In addition to the standard 15 year and 30 year mortgage loan terms, there are more 40 and 50 year mortgage loans popping up. In an effort to lower their monthly payment in a market that has seen rising housing costs, people are signing up for these 40 and 50 year mortgages that don´t make any financial sense. Even more startling is the fact that the short term benefit of signing one of these loans is something of only a few dollars.

The disadvantages to using 40 and 50 year mortgage loans are so many that it´s difficult to fathom anyone actually biting on the offer after being educated on the facts. A quick use of the mortgage calculator will show that these loans do, in fact, reduce your monthly payment by a few dollars each month. That´s not the point, though. Your home is ultimately your most important investment and should serve as a financial building block for the future. With extra long mortgage loans, you are paying way too much money to the bank.

The 40 and 50 Year Mortgage Don't Add Up

Over a 40 or 50 year loan term, you will be paying much more money to the lender than you should. This is because they have to charge high interest rates on those longer loans. The 40 year mortgage loans are risky for lenders, so you´re likely to get an interest rate that is way over the top of even the 30 year loan. Over those extra ten years, you will be paying much of your potential home equity to the bank in the form of interest.

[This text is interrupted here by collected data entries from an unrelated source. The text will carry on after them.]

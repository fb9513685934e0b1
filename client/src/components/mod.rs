//! Leptos components mounted into server-rendered elements.

pub mod slot_grid_item;
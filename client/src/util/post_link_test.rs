use super::*;

#[test]
fn form_carries_only_the_csrf_field() {
    let fields = hidden_fields("tok-123");
    assert_eq!(fields, vec![("csrfmiddlewaretoken", "tok-123".to_owned())]);
}

//! Page helpers that live outside the cell widget.
//!
//! SYSTEM CONTEXT
//! ==============
//! Each helper is one-shot event wiring attached at page load. Browser calls
//! are gated on the `csr` feature; the pure parts (selectors, field lists,
//! display values) compile and test natively.

#[cfg(feature = "csr")]
pub mod dom;

pub mod dialog;
pub mod dialog_launcher;
pub mod post_link;
pub mod sign_in;
pub mod upload_form;
pub mod visibility;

For example, if you were to borrow $100,000 on a 30 year mortgage term at a mortgage rate of 6.75%, you would pay around $650 per month and a total of $133,450 in interest over the course of the loan. That same $100,000 borrowed at 7% over 40 years, would cost you almost $65,000 more in interest over the term of the loan. How much would you save on the monthly payment? Only around thirty dollars, if you are lucky. Is it really worth the extra interest to save a few dollars every month?

Long Term Mortgages Make It Tough To Build Equity

Home equity built through a standard home mortgage is one of the most important pieces to your financial future. It can be used as a catalyst for a successful future, a healthy retirement, or even to send your kids to college. Signing a 40 or 50 year mortgage loan doesn´t make any sense because it ties your money up at a high interest rate for far too long. Not only will the bank be reaping the rewards of your interest payments, but you will also be tied to making payments until you are into retirement. Who really wants to be paying 7% interest on their first home when they are 70 years old?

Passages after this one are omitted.